A selective and specific assay was developed by Giokas et al. [88] for the determination of an important class of phenolic compounds named trihydroxybenzoates, based on the fact that they enhance CL between gold ions and luminol. Recently, Hong et al. [89] described a chemiluminescent cholesterol sensor with good selectivity and enhanced sensitivity based on the peroxidase-like activity of cupric oxide nanoparticles. A homogeneous CL immunoassay for thyroxine (T4) present in serum samples was also described [90]. A very sensitive LCL enhancement-based detection method was developed for hydrogen peroxide and glucose using cupric oxide nanoparticles as enhancers for LCL [91].

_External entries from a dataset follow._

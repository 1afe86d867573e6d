use criterion::{BenchmarkId, Criterion, Throughput, black_box, criterion_group, criterion_main};
use dagplot_core::{Dependency, build, layout, parse_all};

/// (label, layers, nodes per layer)
const SHAPES: &[(&str, usize, usize)] = &[
    ("small", 8, 8),
    ("medium", 32, 32),
    ("large", 64, 128),
];

/// Layered DAG: every node links to two nodes of the next layer.
fn layered_lines(layers: usize, width: usize) -> Vec<String> {
    let mut lines = Vec::with_capacity(layers * width * 2);
    for layer in 0..layers.saturating_sub(1) {
        for i in 0..width {
            let from = format!("l{layer}_{i}");
            lines.push(format!("{from}>l{}_{}", layer + 1, i));
            lines.push(format!("{from}>l{}_{}", layer + 1, (i * 7 + 3) % width));
        }
    }
    lines
}

fn bench_pipeline(c: &mut Criterion) {
    let mut group = c.benchmark_group("forest.layered");

    for &(label, layers, width) in SHAPES {
        let lines = layered_lines(layers, width);
        let deps: Vec<Dependency> = parse_all(&lines).expect("synthetic input parses");
        group.throughput(Throughput::Elements(deps.len() as u64));

        group.bench_with_input(BenchmarkId::new("parse", label), &lines, |b, lines| {
            b.iter(|| black_box(parse_all(lines)));
        });

        group.bench_with_input(BenchmarkId::new("build", label), &deps, |b, deps| {
            b.iter(|| {
                let mut deps = deps.clone();
                black_box(build(&mut deps))
            });
        });

        group.bench_with_input(BenchmarkId::new("build+layout", label), &deps, |b, deps| {
            b.iter(|| {
                let mut deps = deps.clone();
                let mut forest = build(&mut deps).expect("acyclic");
                layout(&mut forest).expect("acyclic");
                black_box(forest.extent())
            });
        });
    }

    group.finish();
}

criterion_group!(benches, bench_pipeline);
criterion_main!(benches);
//! Distinct-node counting.

use std::collections::HashSet;

use super::{Forest, NodeId};

/// Count distinct nodes reachable from the forest roots.
///
/// A node shared by several parents or roots is counted once.
#[must_use]
pub fn count_nodes(forest: &Forest) -> usize {
    let mut seen: HashSet<NodeId> = HashSet::with_capacity(forest.len());
    let mut stack: Vec<NodeId> = forest.roots().to_vec();

    while let Some(id) = stack.pop() {
        if !seen.insert(id) {
            continue;
        }
        stack.extend(
            forest
                .node(id)
                .children()
                .iter()
                .filter(|c| !seen.contains(*c)),
        );
    }

    seen.len()
}
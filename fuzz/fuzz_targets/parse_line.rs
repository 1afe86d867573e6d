#![no_main]

use dagplot_core::{ParsedLine, classify_line, parse_line};
use libfuzzer_sys::fuzz_target;

fuzz_target!(|data: &[u8]| {
    let Ok(line) = std::str::from_utf8(data) else {
        return;
    };

    if let Ok(dep) = parse_line(line) {
        assert!(!dep.name.contains('>'));
        if let Some(downstream) = dep.downstream.as_deref() {
            assert!(!dep.name.is_empty());
            assert!(!downstream.is_empty());
            assert_eq!(downstream, downstream.trim());
        }
    }

    if let Ok(ParsedLine::Dependency(dep)) = classify_line(line) {
        assert_eq!(dep.name, dep.name.trim());
    }
});
//! Known-topology regressions for the build → layout pipeline.

use dagplot_core::{
    Dependency, Extent, Forest, GraphError, build, count_nodes, layout, parse_all,
    unconsumed_dependencies,
};

// ---------------------------------------------------------------------------
// Helpers
// ---------------------------------------------------------------------------

fn forest_from(lines: &[&str]) -> Forest {
    let mut deps = parse_all(lines).expect("parse");
    let mut forest = build(&mut deps).expect("build");
    layout(&mut forest).expect("layout");
    forest
}

fn root_names(forest: &Forest) -> Vec<&str> {
    forest
        .roots()
        .iter()
        .map(|&id| forest.node(id).name())
        .collect()
}

fn x_of(forest: &Forest, name: &str) -> usize {
    forest
        .get(name)
        .and_then(|n| n.x())
        .unwrap_or_else(|| panic!("{name} has no column"))
}

// ---------------------------------------------------------------------------
// Shapes
// ---------------------------------------------------------------------------

#[test]
fn diamond() {
    let forest = forest_from(&["a>b", "a>c", "b>d", "c>d"]);

    assert_eq!(count_nodes(&forest), 4);
    assert_eq!(root_names(&forest), ["a"]);

    let d = forest.id_of("d").expect("d");
    assert_eq!(forest.ancestor_names(d), ["b", "c"]);
    assert_eq!(x_of(&forest, "d"), 2);
}

#[test]
fn child_declared_before_parent() {
    let forest = forest_from(&["b>c", "a>b"]);
    assert_eq!(root_names(&forest), ["a"]);
    assert_eq!(x_of(&forest, "c"), 2);
}

#[test]
fn uneven_branches_use_longest_path() {
    let forest = forest_from(&["a>b", "a>c", "b>e", "c>d", "d>e"]);
    assert_eq!(x_of(&forest, "b"), 1);
    assert_eq!(x_of(&forest, "d"), 2);
    assert_eq!(x_of(&forest, "e"), 3);
}

#[test]
fn single_standalone_node() {
    let forest = forest_from(&["a"]);
    assert_eq!(root_names(&forest), ["a"]);
    assert_eq!(count_nodes(&forest), 1);
    let a = forest.get("a").expect("a");
    assert_eq!(a.position(), Some((0, 0)));
    assert_eq!(forest.extent(), Extent { columns: 1, rows: 1 });
}

#[test]
fn comments_and_blank_lines_are_ignored() {
    let forest = forest_from(&["# header", "", "a > b", "   ", "b>c"]);
    assert_eq!(count_nodes(&forest), 3);
    assert_eq!(forest.unconsumed(), 0);
}

#[test]
fn empty_input_gives_empty_forest() {
    let forest = forest_from(&[]);
    assert!(forest.is_empty());
    assert_eq!(forest.extent(), Extent::default());
}

#[test]
fn multiple_roots_share_a_sink() {
    let forest = forest_from(&["build>test", "lint>test", "test>ship", "docs"]);
    assert_eq!(root_names(&forest), ["build", "lint", "docs"]);
    assert_eq!(count_nodes(&forest), 5);
    assert_eq!(x_of(&forest, "ship"), 2);
    assert_eq!(x_of(&forest, "docs"), 0);

    let rows: Vec<usize> = ["build", "test", "ship", "lint", "docs"]
        .iter()
        .map(|n| forest.get(n).and_then(|node| node.y()).expect("row"))
        .collect();
    assert_eq!(rows, [0, 1, 2, 3, 4]);
}

// ---------------------------------------------------------------------------
// Failure and orphan handling
// ---------------------------------------------------------------------------

#[test]
fn cycle_below_a_root_is_rejected() {
    let mut deps = parse_all(["r>a", "a>b", "b>c", "c>a"]).expect("parse");
    let err = build(&mut deps).expect_err("cycle");
    let GraphError::Cycle { repeated_name, path } = err;
    assert_eq!(repeated_name, "a");
    assert_eq!(path, ["a", "b", "c", "a"]);
}

#[test]
fn rootless_cycle_is_rejected() {
    let mut deps = parse_all(["a>b", "b>c", "c>a"]).expect("parse");
    assert!(matches!(build(&mut deps), Err(GraphError::Cycle { .. })));
}

#[test]
fn self_loop_is_orphaned() {
    let mut deps = parse_all(["a>b", "b>b"]).expect("parse");
    let mut forest = build(&mut deps).expect("build");
    layout(&mut forest).expect("layout");

    assert_eq!(count_nodes(&forest), 2);
    assert_eq!(forest.unconsumed(), 1);
    let orphans: Vec<&Dependency> = unconsumed_dependencies(&deps).collect();
    assert_eq!(orphans.len(), 1);
    assert!(orphans[0].is_self_loop());
}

A unique CL sensor array based on CeO₂ nanoparticle membranes was developed for the detection of triacetone triperoxide (TATP). This sensor had an excellent catalytic affect on the luminol–H₂O₂ CL reaction in alkaline medium [92]. This aptasensor was based on CL resonance energy transfer and was used for the highly sensitive and selective detection of riboflavin [93], ATP [94], and thrombin [95]. A cholesterol biosensor was also prepared by another group based on gold nanoparticle-catalyzed luminol ECL [96]. A sodium dodecylsulfate-assisted zirconia nanoparticle-enhanced copper (II)-catalyzed luminolhydrogen peroxide CL method was used for the sensitive and selective determination of heme proteins [97]. Hao et al. [98] found that graphene oxide (GO) catalyzed the luminol-O₂ reaction, which yielded a novel CL. Based on this CL, a new LCL sensor for glucose, based on pH-dependent graphene oxide, was constructed.

Oncology

Recently, a novel CL-based sensitive detection method for p53 protein was proposed. The p53 protein was captured in solution by a highly specific, consensus double-stranded (ds) oligonucleotide immobilized on gold plate. The cysteine residues present on the exterior side of the p53 molecules were derivatized with N-biotinoyl-N′-(6-maleimidohex-anoyl) hydrazide (biotin-Mi) to attach the streptavidin-HRP complex. The attached HRP molecules catalyzed the CL reaction between luminol and H₂O₂ to produce the enhanced CL signal. The CL intensity was dependent on the surface coverage of HRP molecules (related to the concentration of p53 protein) and increased linearly with the concentration of p53 protein that ranged from 0.01–0.5 nM under optimal conditions. The estimated detection limit was 3.8 pM. This assay was a successful method for the detection of p53 protein in normal and cancer cell lysates. The sensing protocol used in this study is very sensitive, cost-effective, and holds great importance for clinical diagnosis [99].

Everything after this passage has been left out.